There has never been any question that Lata Mangeshkar, who passed on at the age of 92 on February 6 in Mumbai, was the most popular singer in India.  There have been endless number of affirmations of her popularity, but just why she may have been so popular, to which I shall turn in the second half of this essay, has been much less frequently explored.  Lata certainly never had any equal among female playback singers, though it is sometimes argued that her sister, Asha Bhosle, held her own for at least a period of time, and among male playback singers Muhammad Rafi alone quite possibly rivaled her in popularity. If Lata was the ‘Melody Queen’, he was the ‘Melody King’.  But Lata had the advantage over Rafi Sahib, who was a mere 55 years old at the time of his death, of longevity.  Asha has a large following, to be sure, and many claim that she was more versatile than her older sister. Apart from the question of whether Lata was deservedly more popular than Asha, this ‘debate’ is unlikely to be ever resolved and is best left to those who are avid about their partisanship and who have the time and inclination to press their passionate conviction upon others. 

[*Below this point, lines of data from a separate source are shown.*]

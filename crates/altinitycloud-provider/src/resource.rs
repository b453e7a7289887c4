//! Managed resources
//!
//! - `altinitycloud_node_type`: a node type in an environment

use crate::error::{ProviderError, Result};
use crate::model::NodeTypeResourceModel;
use altinitycloud_client::AltinityCloudClient;
use async_trait::async_trait;
use std::sync::Arc;

/// Altinity.Cloud object with a create/read/update/delete lifecycle
#[async_trait]
pub trait Resource: Send + Sync {
    /// Appended to the provider type name (e.g. "_node_type")
    fn type_name_suffix(&self) -> &'static str;

    /// Hand the configured API client to the resource
    fn configure(&mut self, client: Arc<AltinityCloudClient>);

    /// Create the resource described by `plan` and return the new state
    async fn create(&self, plan: serde_json::Value) -> Result<serde_json::Value>;

    /// Refresh `state`; `None` means the resource no longer exists remotely
    async fn read(&self, state: serde_json::Value) -> Result<Option<serde_json::Value>>;

    /// Apply `plan` to an existing resource and return the new state
    async fn update(&self, plan: serde_json::Value) -> Result<serde_json::Value>;

    /// Delete the resource recorded in `state`
    async fn delete(&self, state: serde_json::Value) -> Result<()>;
}

/// `altinitycloud_node_type` resource
#[derive(Default)]
pub struct NodeTypeResource {
    client: Option<Arc<AltinityCloudClient>>,
}

impl NodeTypeResource {
    pub fn new() -> Self {
        Self::default()
    }

    fn client(&self) -> Result<&AltinityCloudClient> {
        self.client
            .as_deref()
            .ok_or(ProviderError::NotConfigured)
    }

    pub async fn create_model(&self, plan: NodeTypeResourceModel) -> Result<NodeTypeResourceModel> {
        let created = self
            .client()?
            .create_node_type(&plan.env_id, &plan.to_node_type())
            .await?;

        Ok(NodeTypeResourceModel::from_node_type(plan.env_id, &created))
    }

    pub async fn read_model(
        &self,
        state: NodeTypeResourceModel,
    ) -> Result<Option<NodeTypeResourceModel>> {
        let found = self
            .client()?
            .get_node_type(&state.env_id, &state.name)
            .await?;

        match found {
            Some(nt) => Ok(Some(NodeTypeResourceModel::from_node_type(state.env_id, &nt))),
            None => {
                tracing::info!(
                    "node type {} no longer exists in environment {}",
                    state.name,
                    state.env_id
                );
                Ok(None)
            }
        }
    }

    pub async fn update_model(&self, plan: NodeTypeResourceModel) -> Result<NodeTypeResourceModel> {
        let updated = self
            .client()?
            .update_node_type(&plan.env_id, &plan.to_node_type())
            .await?;

        Ok(NodeTypeResourceModel::from_node_type(plan.env_id, &updated))
    }

    pub async fn delete_model(&self, state: NodeTypeResourceModel) -> Result<()> {
        let client = self.client()?;
        if state.id.is_empty() {
            return Err(ProviderError::MissingAttribute("id"));
        }

        client.delete_node_type(&state.id).await?;
        Ok(())
    }
}

#[async_trait]
impl Resource for NodeTypeResource {
    fn type_name_suffix(&self) -> &'static str {
        "_node_type"
    }

    fn configure(&mut self, client: Arc<AltinityCloudClient>) {
        tracing::info!("Configuring node type resource");
        self.client = Some(client);
    }

    async fn create(&self, plan: serde_json::Value) -> Result<serde_json::Value> {
        let plan: NodeTypeResourceModel = serde_json::from_value(plan)?;
        Ok(serde_json::to_value(self.create_model(plan).await?)?)
    }

    async fn read(&self, state: serde_json::Value) -> Result<Option<serde_json::Value>> {
        let state: NodeTypeResourceModel = serde_json::from_value(state)?;
        match self.read_model(state).await? {
            Some(model) => Ok(Some(serde_json::to_value(model)?)),
            None => Ok(None),
        }
    }

    async fn update(&self, plan: serde_json::Value) -> Result<serde_json::Value> {
        let plan: NodeTypeResourceModel = serde_json::from_value(plan)?;
        Ok(serde_json::to_value(self.update_model(plan).await?)?)
    }

    async fn delete(&self, state: serde_json::Value) -> Result<()> {
        let state: NodeTypeResourceModel = serde_json::from_value(state)?;
        self.delete_model(state).await
    }
}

As a testament to Lata’s popularity, many in the media have since her passing four days ago mentioned her apparently unrivaled repertoire of songs.  Some say that she sang in thirty-six languages, while others are content to mention ‘only’ around 15-20 languages.  Considering that most people cannot sing well in one language, unless they have had some training, a handful of languages would be enough to point to her extraordinary gifts. The huge commentary in the established media and the even greater outpouring of thoughts and sentiments on social media have all coalesced around the staggering number of songs Lata is thought to have sung.  Some have mentioned as many as 25,000, or 30,000, and as far back as 2004 the BBC, in introducing an article by Yash Chopra on the occasion of Lata’s 75th birthday, mentioned ‘50,000 songs’.  The obituary in the New York Times speaks casually of ‘tens of thousands of songs’ that Lata reportedly sang.  Indians have long clamored to get into the Guinness Book of Records for one record or another, and to many Indians it was a matter of pride that the Guinness Book acknowledged her as early as 1974 as ‘the most recorded artist in music history’, though the claim was disputed by Muhammad Rafi.  Just how this dispute was handled is a long story, but in 2011 the Guinness Book acknowledged Asha Bhosle for holding the world record for the largest number of ‘single studio recordings’.  Neither sister holds the record today, that honor having passed on in 2016 to Pulapaka Susheela Mohan who is a veteran playback singer in Telugu films, though she also sings in other languages including Tamil. 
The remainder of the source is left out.